Data entries:
↓↓↓

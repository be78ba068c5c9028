//! Concrete [`ConfigSource`](super::ConfigSource) implementations.
//!
//! Provides file-based sources (YAML, JSON, TOML) gated by feature flags
//! and the [`parse_config_str`] helper for format-specific deserialization.

pub mod file_source;

#[cfg(feature = "yaml")]
pub mod yaml;

#[cfg(feature = "json")]
pub mod json;

#[cfg(feature = "toml")]
pub mod toml_source;

use sha2::{Digest, Sha256};

use crate::config::model::Config;
use crate::error::TimegateError;

/// Parse a config string based on file extension.
pub fn parse_config_str(
    ext: &str,
    content: &str,
    path_display: &str,
) -> Result<Config, TimegateError> {
    match ext {
        #[cfg(feature = "yaml")]
        "yaml" | "yml" => serde_yml::from_str(content).map_err(|e| TimegateError::ConfigParse {
            path: path_display.to_string(),
            source: Box::new(e),
        }),

        #[cfg(feature = "json")]
        "json" => serde_json::from_str(content).map_err(|e| TimegateError::ConfigParse {
            path: path_display.to_string(),
            source: Box::new(e),
        }),

        #[cfg(feature = "toml")]
        "toml" => toml::from_str(content).map_err(|e| TimegateError::ConfigParse {
            path: path_display.to_string(),
            source: Box::new(e),
        }),

        other => Err(TimegateError::UnsupportedFormat(other.to_string())),
    }
}

/// Compute a lowercase hex-encoded SHA-256 digest.
#[must_use]
pub fn sha256_hex(data: &[u8]) -> String {
    format!("{:x}", Sha256::digest(data))
}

↑↑↑

*EXERCISE DIRECTIONS*
Reproduce the data in its entirety. Keep every character unchanged.

*RESPONSE BOX*
repository be78ba068c5c9028
//! Concrete [`ConfigSource`](super::ConfigSource) implementations.
//!
//! Provides file-based sources (YAML, JSON, TOML) gated by feature flags
//! and the [`parse_config_str`] helper for format-specific deserialization.

pub mod file_source;

#[cfg(feature = "yaml")]
pub mod yaml;

#[cfg(feature = "json")]
pub mod json;

#[cfg(feature = "toml")]
pub mod toml_source;

use sha2::{Digest, Sha256};

use crate::config::model::Config;
use crate::error::TimegateError;

/// Parse a config string based on file extension.
pub fn parse_config_str(
    ext: &str,
    content: &str,
    path_display: &str,
) -> Result<Config, TimegateError> {
    match ext {
        #[cfg(feature = "yaml")]
        "yaml" | "yml" => serde_yml::from_str(content).map_err(|e| TimegateError::ConfigParse {
            path: path_display.to_string(),
            source: Box::new(e),
        }),

        #[cfg(feature = "json")]
        "json" => serde_json::from_str(content).map_err(|e| TimegateError::ConfigParse {
            path: path_display.to_string(),
            source: Box::new(e),
        }),

        #[cfg(feature = "toml")]
        "toml" => toml::from_str(content).map_err(|e| TimegateError::ConfigParse {
            path: path_display.to_string(),
            source: Box::new(e),
        }),

        other => Err(TimegateError::UnsupportedFormat(other.to_string())),
    }
}

/// Compute a lowercase hex-encoded SHA-256 digest.
#[must_use]
pub fn sha256_hex(data: &[u8]) -> String {
    format!("{:x}", Sha256::digest(data))
}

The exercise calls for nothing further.